14 de abril de 2011

La Flor Inexistente

"Junto a la casa había un jardín. Mis primeros compañeros de juego fueron las raíces, las hojas, y esos espíritus de la naturaleza que hablan a los niños.

Un día, del interior de una flor asomó una mano y me hizo señas para que me aproximase. Poco después, la flor se deshojó. Quise recoger sus pétalos y reconstruirla; pero me fue imposible. Pensé entonces en armar una flor de papel pintándola de colores vivos. Muchos días pasé en mi trabajo, hasta que la flor estuvo terminada. La llevé al jardín y la puse en el lugar donde apareciera la mano. Si la flor hubiese estado bien hecha, la mano volvería a asomar. Pero la mano no vino, no retornó más. Mi flor no podía compararse con  las del jardín, pintadas por el buen Dios.

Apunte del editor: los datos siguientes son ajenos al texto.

use dioxus::prelude::*;
use registry_core::wizard::WizardState;
use registry_core::EventKind;

/// Step 1: what is being celebrated
#[component]
pub fn EventTypeStep(mut state: Signal<WizardState>) -> Element {
    let event = state.read().event.clone();

    rsx! {
        h2 { class: "text-lg font-semibold text-gray-900 mb-1", "What are you celebrating?" }
        p { class: "text-sm text-gray-500 mb-6", "Pick the event this registry is for." }

        div {
            class: "grid grid-cols-2 md:grid-cols-4 gap-3 mb-6",
            for kind in EventKind::variants().iter().copied() {
                label {
                    key: "{kind.label()}",
                    class: if event.kind == Some(kind) {
                        "flex flex-col items-center gap-2 p-4 rounded-xl border-2 border-rose-500 bg-rose-50 cursor-pointer"
                    } else {
                        "flex flex-col items-center gap-2 p-4 rounded-xl border-2 border-gray-200 hover:border-rose-300 cursor-pointer"
                    },
                    input {
                        r#type: "radio",
                        name: "event-type",
                        class: "sr-only",
                        checked: event.kind == Some(kind),
                        onchange: move |_| state.write().event.kind = Some(kind),
                    }
                    span { class: "text-3xl", "{kind.icon()}" }
                    span { class: "text-sm font-medium text-gray-800", "{kind.label()}" }
                }
            }
        }

        if event.kind == Some(EventKind::Other) {
            label { class: "block text-sm font-medium text-gray-700 mb-2", "Describe your event" }
            input {
                r#type: "text",
                value: "{event.custom}",
                placeholder: "e.g. Housewarming, Graduation",
                oninput: move |e| state.write().event.custom = e.value(),
                class: "w-full max-w-md px-3 py-2 border border-gray-300 rounded-md focus:outline-none focus:ring-2 focus:ring-rose-500",
            }
        }
    }
}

(...) Había entrado en competencia con la naturaleza y con el buen Dios; había contraído, sin saberlo, el compromiso mortal de crear una flor."

Miguel Serrano, La Flor Inexistente

12 de abril de 2011

Imagen (parte III)

¿Pasa algo distinto del resto de los humanos en la cabeza de quién crea? Sí. Y no. No, porque el mero hecho de crear algo, más aún si es dado por la contingencia, para la fama, por el dinero, o cualquiera sea el móvil que sustente el acto creativo, la mente tiende a establecer patrones y cánones con lo existente. Va más a lo imitativo que a lo imaginativo. Pero cuando el móvil de un acto creativo no es ninguno, entonces deviene la obra maestra. El artista entonces, debería ser capaz de ejecutar una obra que pueda estar hecha para no ser leída, o para ser quemada, o no dada a la imprenta. Libros puestos en frigoríficos. De la conjunción de la obra instantánea, hecha para no perdurar, de sus cenizas, tendría que emerger la obra maestra, la que nos sobrevive. Toda obra maestra es de carácter iniciático. No para cualquiera. Entonces, hilando con la primera interrogante que abre esta página, en la cabeza del creador auténtico pasa algo así como un estallido de imágenes, una sucesión de lugares y rostros y personas que nunca hemos visto, quizás hemos atisbado en sueños o en otras narraciones, pero que ahora, recién ahora, se presentan con toda su realidad y nos exhortan a que los narremos. A ser dados desde ese otro mundo a este. 

Aquellos que logren ese extraño estado de vigilia y de sueño entremezclados, tendran la llave, el númen, el propio tractatus para no aburrirse nunca más en este mundo.

4 de abril de 2011

Imagen (parte II)


¿En qué momento ingresaron a la palestra narrativa los hombres con sombreros bien calados? Bien calados en un sentido más arquetípico que real, pues no deja de ser un hecho de que "aquellos" pueden vestir como la moda lo promueva. Cuando en una novela aparece un muerto ¿qué hacer? Y cuando aparecen dos muertos y tres, así en lo sucesivo, ¿es una suma de quehaceres? No. No lo parece en una primera instancia. La muerte  puede sobrevenir ya sea de manera natural, como en una novela anciana, o por asesinato (mucho más escalofriante), como en una novela pascal. La acumulación de asesinatos no debería llevarnos a pensar apresuradamente en una tragedia o en un hecatombe. La realidad se encarga de parir más muertos que vivos. Lea el noticiario y contabilice sólo a los cadáveres noticiados. En un día aparecen más muertos que en cualquier novela leída. En mi primera novela (la primera pública, hay otras tantas impúblicas), El Secuestro, tanto como la que vendrá, La Secuencia Chobart , me dispuse la tarea nada grata de repartir cadáveres por toda la mesa. Por doquier. Cada tantas páginas, ¡pum! un muertito. Eran novelas disfrazadas de Chandler, pero que formaban imágenes muy distintas a las sugeridas. Había que poner un policía, alguien que se hiciera cargo de los crímenes en cuanto papeleo, nada de lloriquear, eso está claro. Me tentó la idea de dejar a los cadáveres abandonados, pero eso le confería a los libros un toque bélico o surreal que no buscaba. Había que jugársela por un híperrealismo que desbordara a la realidad. Porque cuando en literatura no hay desborde, no hay literatura. O mejor dicho, la hay, pero corrupta, del siglo XIX.

En mi primer libro puse a muchos policías, o uno solo en un espejo de laberintos. En el segundo, en la Secuencia, tenía que ser el choque entre dos mentes, al clásico estilo noir. La mente criminal y la mente del policía pensando como criminal. O la mente del criminal y la mente del policía pensando como el policía. Podían darse aquellas variantes, sin forzar ni recurrir al elipsis fácil. Entonces, la imagen que se formó fue la imaginación de charcos de sangre recorriendo temblorosamente, página a página.